Albert J. Myer, an Army physician, had developed a signals system before the war with the assistance of a young officer named E. Porter Alexander. When the Confederacy was established, Alexander went south and created a signals unit for the Southern army, while Myer eventually took charge of the Union Signal Corps. In both cases their mission was twofold: employ flags to transmit and receive messages using a special code, and observe the movements and intercept the communications of the enemy.

The North as well as the South used flags of various sizes and colors to send messages from one station to another. They did this while perched on the highest geographic position available, such as a building or a hill, for good visibility. Signal Corps headquarters were located in the respective capitals of Washington and Richmond, while operational units performed with the armies in the field.

In time, both sides became adept at intercepting messages sent by these signals, which led to the need for enciphering. Once military commands began using codes and ciphers, skills in code breaking became a necessity in order to read enemy communications. The mission of the Signal Corps and Cryptologic museums is to tell the story of the evolution of these technologies through their exhibits and displays.

The Signal Corps Museum honors Albert Myer, who pioneered the visual “wig-wag” system that required waving a flag either left or right to signify the letters of the alphabet (using a torch at night). In “Getting the Message Through: A Branch History of the U.S. Army Signal Corps,” Rebecca Robbins Raines explains how Myer developed, tested and organized this system, and became the Army’s first signal officer.

Mike Rodgers, an exhibits specialist at the Signal Corps Museum, says Myer is the focus of their collection in order to acknowledge that he was the founder of the U.S. Army Signal Corps. On display are a variety of Myer’s personal items, including his sword, telescope, canteen, powder bag and pocket compass.

Since the telegraph became an important aspect of military communications during the Civil War, the Beardslee Electromagnetic Magneto Telegraph is also featured at the museum. This is a hand-crank-powered machine that Myer preferred using as a method to send messages by wire.

A Civil War-era telegraph key, relay and sounder, and a mock-up of a cipher disk are also included in the collection. Other signal and telegraph exhibits illustrate these functions in some detail. A plaque describes the establishment of the Confederate Signal Corps under the guidance of Porter Alexander, and the fact that it became the first independent branch of professional military signalmen.

The National Security Agency at Fort Meade established the National Cryptologic Museum as its gateway to the public for learning about the cryptologic profession, particularly encryption and code-breaking activities. Its curator, Patrick Weadon, believes that the Civil War was a watershed for cryptologic innovation.

The telegraph, which he noted could be seen as a more primitive version of the Internet, was one of the most important developments of the time. During the Civil War, both sides realized that the invention could be used not only as a communication device, but also as an instrument of war.

Included in the National Cryptologic Museum collections are embryonic devices employed during the Civil War such as a code book and a cipher cylinder. A rare U.S. Army signal flag with a star in the center that includes important battles denoted on its points is on display. That both museums recognize Albert J. Myer for his contributions is emblematic of the nexus between the two disciplines of communications and cryptology.

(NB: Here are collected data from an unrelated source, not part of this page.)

//! Stateful session for transaction support.
//!
//! The [`Session`] wraps an [`Executor`] and manages an optional open
//! transaction, providing read-your-writes semantics across multiple
//! commands within a transaction boundary.
//!
//! # Usage
//!
//! ```ignore
//! use strata_executor::Session;
//!
//! let mut session = Session::new(db.clone());
//!
//! // Begin a transaction
//! session.execute(Command::TxnBegin { branch: None, options: None })?;
//!
//! // Data commands route through the transaction
//! session.execute(Command::KvPut { branch: None, key: "k".into(), value: Value::Int(1) })?;
//! let out = session.execute(Command::KvGet { branch: None, key: "k".into() })?;
//!
//! // Commit
//! session.execute(Command::TxnCommit)?;
//! ```

use std::sync::Arc;

use strata_core::types::{Key, Namespace, TypeTag};
use strata_engine::{Database, Transaction, TransactionContext, TransactionOps};

use crate::bridge::{extract_version, json_to_value, parse_path, to_core_branch_id, to_versioned_value, value_to_json};
use crate::convert::convert_result;
use crate::types::BranchId;
use crate::{Command, Error, Executor, Output, Result};

/// A stateful session that wraps an [`Executor`] and manages an optional
/// open transaction with read-your-writes semantics.
///
/// When no transaction is active, commands delegate to the inner `Executor`.
/// When a transaction is active, data commands (KV, Event, State, JSON)
/// route through the engine's `Transaction<'a>` / `TransactionOps` trait,
/// while non-transactional commands (Branch, Vector, DB) still delegate to
/// the `Executor`.
pub struct Session {
    executor: Executor,
    db: Arc<Database>,
    txn_ctx: Option<TransactionContext>,
    txn_branch_id: Option<strata_core::types::BranchId>,
}

impl Session {
    /// Create a new session.
    pub fn new(db: Arc<Database>) -> Self {
        Self {
            executor: Executor::new(db.clone()),
            db,
            txn_ctx: None,
            txn_branch_id: None,
        }
    }

    /// Returns whether a transaction is currently active.
    pub fn in_transaction(&self) -> bool {
        self.txn_ctx.is_some()
    }

    /// Execute a command, routing through the active transaction when appropriate.
    pub fn execute(&mut self, mut cmd: Command) -> Result<Output> {
        cmd.resolve_default_branch();

        match &cmd {
            // Transaction lifecycle commands
            Command::TxnBegin { .. } => self.handle_begin(&cmd),
            Command::TxnCommit => self.handle_commit(),
            Command::TxnRollback => self.handle_abort(),
            Command::TxnInfo => self.handle_txn_info(),
            Command::TxnIsActive => Ok(Output::Bool(self.in_transaction())),

            // Non-transactional commands always go to executor
            Command::BranchCreate { .. }
            | Command::BranchGet { .. }
            | Command::BranchList { .. }
            | Command::BranchExists { .. }
            | Command::BranchDelete { .. }
            | Command::VectorUpsert { .. }
            | Command::VectorGet { .. }
            | Command::VectorDelete { .. }
            | Command::VectorSearch { .. }
            | Command::VectorCreateCollection { .. }
            | Command::VectorDeleteCollection { .. }
            | Command::VectorListCollections { .. }
            | Command::Ping
            | Command::Info
            | Command::Flush
            | Command::Compact
            | Command::RetentionApply { .. }
            | Command::RetentionStats { .. }
            | Command::RetentionPreview { .. }
            // Version history commands require storage-layer version chains
            // which are not available through the transaction context.
            // These read directly from the committed store.
            | Command::KvGetv { .. }
            | Command::StateReadv { .. }
            | Command::JsonGetv { .. }
            | Command::JsonList { .. }
            | Command::EventReadByType { .. } => self.executor.execute(cmd),

            // Data commands: route through txn if active, else delegate
            _ => {
                if self.txn_ctx.is_some() {
                    self.execute_in_txn(cmd)
                } else {
                    self.executor.execute(cmd)
                }
            }
        }
    }

    /// Get a reference to the underlying executor.
    pub fn executor(&self) -> &Executor {
        &self.executor
    }

    // =========================================================================
    // Transaction lifecycle handlers
    // =========================================================================

    fn handle_begin(&mut self, cmd: &Command) -> Result<Output> {
        if self.txn_ctx.is_some() {
            return Err(Error::TransactionAlreadyActive);
        }

        let branch = match cmd {
            Command::TxnBegin { branch, .. } => branch.clone().unwrap_or_else(BranchId::default),
            _ => unreachable!(),
        };

        let core_branch_id = to_core_branch_id(&branch)?;
        let ctx = self.db.begin_transaction(core_branch_id);
        self.txn_ctx = Some(ctx);
        self.txn_branch_id = Some(core_branch_id);

        Ok(Output::TxnBegun)
    }

    fn handle_commit(&mut self) -> Result<Output> {
        let mut ctx = self.txn_ctx.take().ok_or(Error::TransactionNotActive)?;
        self.txn_branch_id = None;

        match self.db.commit_transaction(&mut ctx) {
            Ok(version) => {
                self.db.end_transaction(ctx);
                Ok(Output::TxnCommitted { version })
            }
            Err(e) => {
                // Return context to pool even on failure
                self.db.end_transaction(ctx);
                Err(Error::TransactionConflict {
                    reason: e.to_string(),
                })
            }
        }
    }

    fn handle_abort(&mut self) -> Result<Output> {
        let ctx = self.txn_ctx.take().ok_or(Error::TransactionNotActive)?;
        self.txn_branch_id = None;
        self.db.end_transaction(ctx);
        Ok(Output::TxnAborted)
    }

    fn handle_txn_info(&self) -> Result<Output> {
        if let Some(ctx) = &self.txn_ctx {
            Ok(Output::TxnInfo(Some(crate::types::TransactionInfo {
                id: ctx.txn_id.to_string(),
                status: crate::types::TxnStatus::Active,
                started_at: 0,
            })))
        } else {
            Ok(Output::TxnInfo(None))
        }
    }

    // =========================================================================
    // In-transaction command execution
    // =========================================================================

    fn execute_in_txn(&mut self, cmd: Command) -> Result<Output> {
        let branch_id = self.txn_branch_id.expect("txn_branch_id set when txn_ctx is Some");
        let ns = Namespace::for_branch(branch_id);

        // Temporarily take the context to create a Transaction
        let mut ctx = self.txn_ctx.take().unwrap();
        let result = Self::dispatch_in_txn(&self.executor, &mut ctx, ns, cmd);
        self.txn_ctx = Some(ctx);

        result
    }

    fn dispatch_in_txn(
        executor: &Executor,
        ctx: &mut TransactionContext,
        ns: Namespace,
        cmd: Command,
    ) -> Result<Output> {
        // Read commands use ctx.get() / ctx.scan_prefix() directly so they
        // fall through to the snapshot when the key isn't in the write-set.
        // Write commands create a Transaction which handles event sequencing
        // and other write-specific logic.
        match cmd {
            // === KV reads — via ctx for snapshot fallback ===
            Command::KvGet { key, .. } => {
                let full_key = Key::new_kv(ns, &key);
                let result = ctx.get(&full_key).map_err(Error::from)?;
                Ok(Output::Maybe(result))
            }
            Command::KvList { prefix, .. } => {
                let prefix_key = match prefix {
                    Some(ref p) => Key::new_kv(ns.clone(), p),
                    None => Key::new(ns.clone(), TypeTag::KV, vec![]),
                };
                let entries = ctx.scan_prefix(&prefix_key).map_err(Error::from)?;
                let keys: Vec<String> = entries
                    .into_iter()
                    .filter_map(|(k, _)| k.user_key_string())
                    .collect();
                Ok(Output::Keys(keys))
            }

            // === State reads — via ctx for snapshot fallback ===
            Command::StateRead { cell, .. } => {
                let full_key = Key::new_state(ns, &cell);
                let result = ctx.get(&full_key).map_err(Error::from)?;
                match result {
                    Some(strata_core::value::Value::String(s)) => {
                        let state: strata_core::State =
                            serde_json::from_str(&s).map_err(|e| Error::Internal { reason: e.to_string() })?;
                        Ok(Output::Maybe(Some(state.value)))
                    }
                    Some(other) => Ok(Output::Maybe(Some(other))),
                    None => Ok(Output::Maybe(None)),
                }
            }

            // === JSON reads — via ctx for snapshot fallback ===
            Command::JsonGet { key, path, .. } => {
                let full_key = Key::new_json(ns.clone(), &key);
                if path == "$" || path.is_empty() {
                    let result = ctx.get(&full_key).map_err(Error::from)?;
                    match result {
                        Some(strata_core::value::Value::String(s)) => {
                            let jv: strata_core::JsonValue =
                                serde_json::from_str(&s).map_err(|e| Error::Internal { reason: e.to_string() })?;
                            let val = convert_result(json_to_value(jv))?;
                            Ok(Output::Maybe(Some(val)))
                        }
                        Some(other) => Ok(Output::Maybe(Some(other))),
                        None => Ok(Output::Maybe(None)),
                    }
                } else {
                    // Path-based get still needs Transaction for JSON patch logic
                    let txn = Transaction::new(ctx, ns);
                    let json_path = convert_result(parse_path(&path))?;
                    let result =
                        txn.json_get_path(&key, &json_path).map_err(Error::from)?;
                    match result {
                        Some(jv) => {
                            let val = convert_result(json_to_value(jv))?;
                            Ok(Output::Maybe(Some(val)))
                        }
                        None => Ok(Output::Maybe(None)),
                    }
                }
            }

            // === Write commands — use Transaction ===
            Command::KvPut { key, value, .. } => {
                let mut txn = Transaction::new(ctx, ns);
                let version = txn.kv_put(&key, value).map_err(Error::from)?;
                Ok(Output::Version(extract_version(&version)))
            }
            Command::KvDelete { key, .. } => {
                let full_key = Key::new_kv(ns, &key);
                let existed = ctx.exists(&full_key).map_err(Error::from)?;
                ctx.delete(full_key).map_err(Error::from)?;
                Ok(Output::Bool(existed))
            }

            // === Event operations — use Transaction for hash chaining ===
            Command::EventAppend {
                event_type, payload, ..
            } => {
                let mut txn = Transaction::new(ctx, ns);
                let version = txn.event_append(&event_type, payload).map_err(Error::from)?;
                Ok(Output::Version(extract_version(&version)))
            }
            Command::EventRead { sequence, .. } => {
                let txn = Transaction::new(ctx, ns);
                let result = txn.event_read(sequence).map_err(Error::from)?;
                Ok(Output::MaybeVersioned(result.map(|v| {
                    to_versioned_value(strata_core::Versioned::new(
                        v.value.payload.clone(),
                        v.version,
                    ))
                })))
            }
            Command::EventLen { .. } => {
                let txn = Transaction::new(ctx, ns);
                let len = txn.event_len().map_err(Error::from)?;
                Ok(Output::Uint(len))
            }

            // === State writes — use Transaction ===
            Command::StateInit { cell, value, .. } => {
                let mut txn = Transaction::new(ctx, ns);
                let version = txn.state_init(&cell, value).map_err(Error::from)?;
                Ok(Output::Version(extract_version(&version)))
            }
            Command::StateCas {
                cell,
                expected_counter,
                value,
                ..
            } => {
                let mut txn = Transaction::new(ctx, ns);
                let expected = match expected_counter {
                    Some(v) => strata_core::Version::Counter(v),
                    None => strata_core::Version::Counter(0),
                };
                let version = txn.state_cas(&cell, expected, value).map_err(Error::from)?;
                Ok(Output::MaybeVersion(Some(extract_version(&version))))
            }

            // === JSON writes — use Transaction ===
            Command::JsonSet {
                key, path, value, ..
            } => {
                let mut txn = Transaction::new(ctx, ns);
                let json_path = convert_result(parse_path(&path))?;
                let json_value = convert_result(value_to_json(value))?;
                let version =
                    txn.json_set(&key, &json_path, json_value).map_err(Error::from)?;
                Ok(Output::Version(extract_version(&version)))
            }
            Command::JsonDelete { key, .. } => {
                let mut txn = Transaction::new(ctx, ns);
                let deleted = txn.json_delete(&key).map_err(Error::from)?;
                Ok(Output::Uint(if deleted { 1 } else { 0 }))
            }

            // Commands not directly mapped to TransactionOps — delegate to executor.
            // This includes batch operations, history, CAS, scan, incr, etc.
            other => executor.execute(other),
        }
    }
}

impl Drop for Session {
    fn drop(&mut self) {
        if let Some(ctx) = self.txn_ctx.take() {
            self.db.end_transaction(ctx);
        }
    }
}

A quilt exhibit reflects the belief that slaves in the early and mid-1800s developed a code using quilts as signals. An example is the “flying geese” pattern that symbolized the need for information on how to escape to freedom. The quilts purportedly were useful in identifying safe houses and conveying methods to avoid capture.

The Civil War displays in these two museums are a prelude to larger collections of Signal Corps and cryptologic equipment and techniques employed over time in defense of the United States and its allies. According to Mr. Rodgers, the primary mission of the Signal Corps Museum is to preserve and protect its collection and use it for instruction about the history of this branch of the service. It provides training and education to soldiers, military dependents and the general population on all aspects of the history of the corps. The museum hosts about 25,000 visitors each year.

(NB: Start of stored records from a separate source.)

impl TxEntry {
    /// Get the WAL entry type for this transaction entry
    pub fn entry_type(&self) -> WalEntryType {
        match self {
            TxEntry::KvPut { .. } => WalEntryType::KvPut,
            TxEntry::KvDelete { .. } => WalEntryType::KvDelete,
            TxEntry::JsonCreate { .. } => WalEntryType::JsonCreate,
            TxEntry::JsonSet { .. } => WalEntryType::JsonSet,
            TxEntry::JsonDelete { .. } => WalEntryType::JsonDelete,
            TxEntry::JsonPatch { .. } => WalEntryType::JsonPatch,
            TxEntry::EventAppend { .. } => WalEntryType::EventAppend,
            TxEntry::StateInit { .. } => WalEntryType::StateInit,
            TxEntry::StateSet { .. } => WalEntryType::StateSet,
            TxEntry::StateTransition { .. } => WalEntryType::StateTransition,
            TxEntry::TraceRecord { .. } => WalEntryType::TraceRecord,
            TxEntry::RunCreate { .. } => WalEntryType::RunCreate,
            TxEntry::RunUpdate { .. } => WalEntryType::RunUpdate,
            TxEntry::RunBegin { .. } => WalEntryType::RunBegin,
            TxEntry::RunEnd { .. } => WalEntryType::RunEnd,
        }
    }

    /// Serialize to WAL payload
    ///
    /// Payload format for key-value entries:
    /// - key_len: u32 (little-endian)
    /// - key: bytes
    /// - value: remaining bytes
    ///
    /// For single-payload entries:
    /// - payload: bytes
    pub fn to_wal_payload(&self) -> (WalEntryType, Vec<u8>) {
        let entry_type = self.entry_type();
        let payload = match self {
            TxEntry::KvPut { key, value } => serialize_kv(key, value),
            TxEntry::KvDelete { key } => key.clone(),
            TxEntry::JsonCreate { key, doc } => serialize_kv(key, doc),
            TxEntry::JsonSet { key, doc } => serialize_kv(key, doc),
            TxEntry::JsonDelete { key } => key.clone(),
            TxEntry::JsonPatch { key, patch } => serialize_kv(key, patch),
            TxEntry::EventAppend { payload } => payload.clone(),
            TxEntry::StateInit { key, value } => serialize_kv(key, value),
            TxEntry::StateSet { key, value } => serialize_kv(key, value),
            TxEntry::StateTransition { key, from, to } => serialize_transition(key, from, to),
            TxEntry::TraceRecord { span } => span.clone(),
            TxEntry::RunCreate { metadata } => metadata.clone(),
            TxEntry::RunUpdate { metadata } => metadata.clone(),
            TxEntry::RunBegin { metadata } => metadata.clone(),
            TxEntry::RunEnd { metadata } => metadata.clone(),
        };
        (entry_type, payload)
    }

    /// Parse from WAL entry type and payload
    pub fn from_wal_payload(entry_type: WalEntryType, payload: &[u8]) -> Option<Self> {
        match entry_type {
            WalEntryType::KvPut => {
                let (key, value) = deserialize_kv(payload)?;
                Some(TxEntry::KvPut { key, value })
            }
            WalEntryType::KvDelete => Some(TxEntry::KvDelete {
                key: payload.to_vec(),
            }),
            WalEntryType::JsonCreate => {
                let (key, doc) = deserialize_kv(payload)?;
                Some(TxEntry::JsonCreate { key, doc })
            }
            WalEntryType::JsonSet => {
                let (key, doc) = deserialize_kv(payload)?;
                Some(TxEntry::JsonSet { key, doc })
            }
            WalEntryType::JsonDelete => Some(TxEntry::JsonDelete {
                key: payload.to_vec(),
            }),
            WalEntryType::JsonPatch => {
                let (key, patch) = deserialize_kv(payload)?;
                Some(TxEntry::JsonPatch { key, patch })
            }
            WalEntryType::EventAppend => Some(TxEntry::EventAppend {
                payload: payload.to_vec(),
            }),
            WalEntryType::StateInit => {
                let (key, value) = deserialize_kv(payload)?;
                Some(TxEntry::StateInit { key, value })
            }
            WalEntryType::StateSet => {
                let (key, value) = deserialize_kv(payload)?;
                Some(TxEntry::StateSet { key, value })
            }
            WalEntryType::StateTransition => {
                let (key, from, to) = deserialize_transition(payload)?;
                Some(TxEntry::StateTransition { key, from, to })
            }
            WalEntryType::TraceRecord => Some(TxEntry::TraceRecord {
                span: payload.to_vec(),
            }),
            WalEntryType::RunCreate => Some(TxEntry::RunCreate {
                metadata: payload.to_vec(),
            }),
            WalEntryType::RunUpdate => Some(TxEntry::RunUpdate {
                metadata: payload.to_vec(),
            }),
            WalEntryType::RunBegin => Some(TxEntry::RunBegin {
                metadata: payload.to_vec(),
            }),
            WalEntryType::RunEnd => Some(TxEntry::RunEnd {
                metadata: payload.to_vec(),
            }),
            // Control entries are not transaction entries
            WalEntryType::TransactionCommit
            | WalEntryType::TransactionAbort
            | WalEntryType::SnapshotMarker => None,
        }
    }
}

/// Serialize key-value pair
///
/// Format: key_len (u32 LE) + key + value
fn serialize_kv(key: &[u8], value: &[u8]) -> Vec<u8> {
    let mut buf = Vec::with_capacity(4 + key.len() + value.len());
    buf.extend_from_slice(&(key.len() as u32).to_le_bytes());
    buf.extend_from_slice(key);
    buf.extend_from_slice(value);
    buf
}

/// Deserialize key-value pair
fn deserialize_kv(data: &[u8]) -> Option<(Vec<u8>, Vec<u8>)> {
    if data.len() < 4 {
        return None;
    }
    let key_len = u32::from_le_bytes([data[0], data[1], data[2], data[3]]) as usize;
    if data.len() < 4 + key_len {
        return None;
    }
    let key = data[4..4 + key_len].to_vec();
    let value = data[4 + key_len..].to_vec();
    Some((key, value))
}

/// Serialize state transition (key, from, to)
///
/// Format: key_len (u32 LE) + key + from_len (u32 LE) + from + to
fn serialize_transition(key: &[u8], from: &[u8], to: &[u8]) -> Vec<u8> {
    let mut buf = Vec::with_capacity(8 + key.len() + from.len() + to.len());
    buf.extend_from_slice(&(key.len() as u32).to_le_bytes());
    buf.extend_from_slice(key);
    buf.extend_from_slice(&(from.len() as u32).to_le_bytes());
    buf.extend_from_slice(from);
    buf.extend_from_slice(to);
    buf
}

/// Deserialize state transition
fn deserialize_transition(data: &[u8]) -> Option<(Vec<u8>, Vec<u8>, Vec<u8>)> {
    if data.len() < 4 {
        return None;
    }
    let key_len = u32::from_le_bytes([data[0], data[1], data[2], data[3]]) as usize;
    if data.len() < 4 + key_len + 4 {
        return None;
    }
    let key = data[4..4 + key_len].to_vec();
    let from_offset = 4 + key_len;
    let from_len = u32::from_le_bytes([
        data[from_offset],
        data[from_offset + 1],
        data[from_offset + 2],
        data[from_offset + 3],
    ]) as usize;
    if data.len() < from_offset + 4 + from_len {
        return None;
    }
    let from = data[from_offset + 4..from_offset + 4 + from_len].to_vec();
    let to = data[from_offset + 4 + from_len..].to_vec();
    Some((key, from, to))
}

The National Cryptologic Museum advertises itself as a place where “visitors can catch a glimpse of some of the most dramatic moments in the history of American cryptology: the people who devoted their lives to cryptology and national defense, the machines and devices they developed, the techniques they used, and the places where they worked.” Mr. Weadon, the curator, says that its mission is “to impart the critical role that cryptology has played in protecting our nation’s national security both in the present day and throughout history.” As many as 70,000 people view these collections annually.

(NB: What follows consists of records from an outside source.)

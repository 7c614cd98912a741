//! Strata API Tests
//!
//! Tests for the high-level Strata typed wrapper API.
//! The Strata struct provides a convenient Rust API that wraps the
//! Executor's command-based interface with typed method calls.

use crate::common::*;
use strata_core::Value;
use strata_executor::DistanceMetric;

// ============================================================================
// Database Operations
// ============================================================================

#[test]
fn ping_returns_version() {
    let db = create_strata();

    let version = db.ping().unwrap();

    assert!(!version.is_empty());
}

#[test]
fn info_returns_database_info() {
    let db = create_strata();

    let info = db.info().unwrap();

    assert!(!info.version.is_empty());
}

#[test]
fn flush_succeeds() {
    let db = create_strata();

    db.flush().unwrap();
}

#[test]
fn compact_succeeds_on_ephemeral() {
    let db = create_strata();

    // compact() on an ephemeral database is a no-op
    assert!(db.compact().is_ok());
}

// ============================================================================
// KV Operations
// ============================================================================

#[test]
fn kv_put_get_cycle() {
    let db = create_strata();

    let version = db.kv_put("key1", Value::String("hello".into())).unwrap();
    assert!(version > 0);

    let value = db.kv_get("key1").unwrap();
    assert!(value.is_some());
    assert_eq!(value.unwrap(), Value::String("hello".into()));
}

#[test]
fn kv_delete() {
    let db = create_strata();

    db.kv_put("key1", Value::Int(42)).unwrap();
    assert_eq!(db.kv_get("key1").unwrap(), Some(Value::Int(42)));

    db.kv_delete("key1").unwrap();
    assert!(db.kv_get("key1").unwrap().is_none());
}

#[test]
fn kv_list_with_prefix() {
    let db = create_strata();

    db.kv_put("user:1", Value::Int(1)).unwrap();
    db.kv_put("user:2", Value::Int(2)).unwrap();
    db.kv_put("order:1", Value::Int(3)).unwrap();

    let user_keys = db.kv_list(Some("user:")).unwrap();
    assert_eq!(user_keys.len(), 2);

    let order_keys = db.kv_list(Some("order:")).unwrap();
    assert_eq!(order_keys.len(), 1);
}

// ============================================================================
// State Operations
// ============================================================================

#[test]
fn state_set_and_read() {
    let db = create_strata();

    db.state_set("cell", Value::String("state".into())).unwrap();
    let value = db.state_get("cell").unwrap();
    assert!(value.is_some());
    assert_eq!(value.unwrap(), Value::String("state".into()));
}

// ============================================================================
// Event Operations
// ============================================================================

#[test]
fn event_append_and_get_by_type() {
    let db = create_strata();

    // Event payloads must be Objects
    db.event_append("stream", event_payload("value", Value::Int(1)))
        .unwrap();
    db.event_append("stream", event_payload("value", Value::Int(2)))
        .unwrap();

    let events = db.event_get_by_type("stream").unwrap();
    assert_eq!(events.len(), 2);
}

#[test]
fn event_len() {
    let db = create_strata();

    for i in 0..5 {
        db.event_append("counting", event_payload("n", Value::Int(i)))
            .unwrap();
    }

    let len = db.event_len().unwrap();
    assert_eq!(len, 5);
}

// ============================================================================
// Vector Operations
// ============================================================================

#[test]
fn vector_create_collection_and_upsert() {
    let db = create_strata();

    db.vector_create_collection("vecs", 4u64, DistanceMetric::Cosine)
        .unwrap();
    db.vector_upsert("vecs", "v1", vec![1.0, 0.0, 0.0, 0.0], None)
        .unwrap();

    let vector = db.vector_get("vecs", "v1").unwrap();
    assert!(vector.is_some());
}

#[test]
fn vector_search() {
    let db = create_strata();

    db.vector_create_collection("search", 4u64, DistanceMetric::Cosine)
        .unwrap();
    db.vector_upsert("search", "v1", vec![1.0, 0.0, 0.0, 0.0], None)
        .unwrap();
    db.vector_upsert("search", "v2", vec![0.0, 1.0, 0.0, 0.0], None)
        .unwrap();

    let matches = db
        .vector_search("search", vec![1.0, 0.0, 0.0, 0.0], 10u64)
        .unwrap();
    assert_eq!(matches.len(), 2);
    assert_eq!(matches[0].key, "v1");
}

#[test]
fn vector_list_collections() {
    let db = create_strata();

    db.vector_create_collection("coll_a", 4u64, DistanceMetric::Cosine)
        .unwrap();
    db.vector_create_collection("coll_b", 8u64, DistanceMetric::Euclidean)
        .unwrap();

    let collections = db.vector_list_collections().unwrap();
    assert_eq!(collections.len(), 2);
}

#[test]
fn vector_delete_collection() {
    let db = create_strata();

    db.vector_create_collection("to_delete", 4u64, DistanceMetric::Cosine)
        .unwrap();

    // Verify it exists by listing
    let collections = db.vector_list_collections().unwrap();
    assert!(collections.iter().any(|c| c.name == "to_delete"));

    db.vector_delete_collection("to_delete").unwrap();

    // Verify it's gone
    let collections = db.vector_list_collections().unwrap();
    assert!(!collections.iter().any(|c| c.name == "to_delete"));
}

// ============================================================================
// Branch Operations
// ============================================================================

#[test]
fn branch_create_and_get() {
    let db = create_strata();

    // Users can name branches like git branches
    let (info, _version) = db
        .branch_create(Some("my-agent-branch".to_string()), None)
        .unwrap();
    assert_eq!(info.id.as_str(), "my-agent-branch");

    let branch_info = db.branch_get(info.id.as_str()).unwrap();
    assert!(branch_info.is_some());
    assert_eq!(branch_info.unwrap().info.id.as_str(), "my-agent-branch");
}

#[test]
fn branch_list() {
    let db = create_strata();

    db.branch_create(Some("dev".to_string()), None).unwrap();
    db.branch_create(Some("prod".to_string()), None).unwrap();

    let branches = db.branch_list(None, None, None).unwrap();
    // At least our two branches plus default
    assert!(
        branches.len() >= 2,
        "Expected >= 2 branches (dev + prod), got {}",
        branches.len()
    );
}

// ============================================================================
// JSON Operations
// ============================================================================

#[test]
fn json_set_and_get() {
    let db = create_strata();

    let doc = Value::Object(
        [
            ("name".to_string(), Value::String("Alice".into())),
            ("age".to_string(), Value::Int(30)),
        ]
        .into_iter()
        .collect(),
    );

    db.json_set("user:1", "$", doc).unwrap();

    let result = db.json_get("user:1", "$").unwrap();
    assert!(result.is_some());

    let value = result.unwrap();
    match &value {
        Value::Object(map) => {
            assert_eq!(map.get("name"), Some(&Value::String("Alice".into())));
        }
        _ => panic!("Expected Object"),
    }
}

#[test]
fn json_delete() {
    let db = create_strata();

    let doc = Value::Object([("key".to_string(), Value::Int(1))].into_iter().collect());

    db.json_set("doc1", "$", doc).unwrap();

    // Verify it exists
    let result = db.json_get("doc1", "$").unwrap();
    assert!(result.is_some());

    db.json_delete("doc1", "$").unwrap();

    // Verify it's gone
    let result = db.json_get("doc1", "$").unwrap();
    assert!(result.is_none());
}

// ============================================================================
// Cross-Primitive Usage
// ============================================================================

#[test]
fn use_all_primitives() {
    let db = create_strata();

    // KV
    db.kv_put("config", Value::String("enabled".into()))
        .unwrap();

    // State
    db.state_set("status", Value::String("running".into()))
        .unwrap();

    // Event
    db.event_append(
        "audit",
        event_payload("action", Value::String("start".into())),
    )
    .unwrap();

    // Vector
    db.vector_create_collection("embeddings", 4u64, DistanceMetric::Cosine)
        .unwrap();
    db.vector_upsert("embeddings", "e1", vec![1.0, 0.0, 0.0, 0.0], None)
        .unwrap();

    // JSON
    let doc = Value::Object(
        [("type".to_string(), Value::String("test".into()))]
            .into_iter()
            .collect(),
    );
    db.json_set("doc1", "$", doc).unwrap();

    // Branch
    let (branch_info, _) = db
        .branch_create(Some("integration-test".to_string()), None)
        .unwrap();

    // Verify all data
    assert_eq!(
        db.kv_get("config").unwrap(),
        Some(Value::String("enabled".into()))
    );
    assert_eq!(
        db.state_get("status").unwrap().unwrap(),
        Value::String("running".into())
    );
    assert_eq!(db.event_len().unwrap(), 1);
    let collections = db.vector_list_collections().unwrap();
    assert!(collections.iter().any(|c| c.name == "embeddings"));
    assert!(db.json_get("doc1", "$").unwrap().is_some());
    assert!(db.branch_get(branch_info.id.as_str()).unwrap().is_some());
}

// ============================================================================
// Session Access
// ============================================================================

#[test]
fn session_from_strata() {
    let db = create_db();
    let strata = strata_executor::Strata::from_database(db.clone()).unwrap();

    // Session can be created from the strata instance
    let _session = strata.session();
}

A visit to these institutions provides a better understanding of the importance of communications and cryptology to our nation’s security from the Civil War period onward. For information about the Signal Corps Museum, check their Web site, www.gordon.army.mil/ ocos/museum, or call 706/791-4793. For information about the National Cryptologic Museum, go to www.nsa.gov/museum or call 301/688-5849. The Web sites contain considerable data about the collections.

Thomas J. Ryan is a former Department of Defense intelligence officer who lives in Bethany Beach, Del. He is vice president of the Central Delaware Civil War Round Table in Dover, and can be reached at pennmardel@mchsi.com.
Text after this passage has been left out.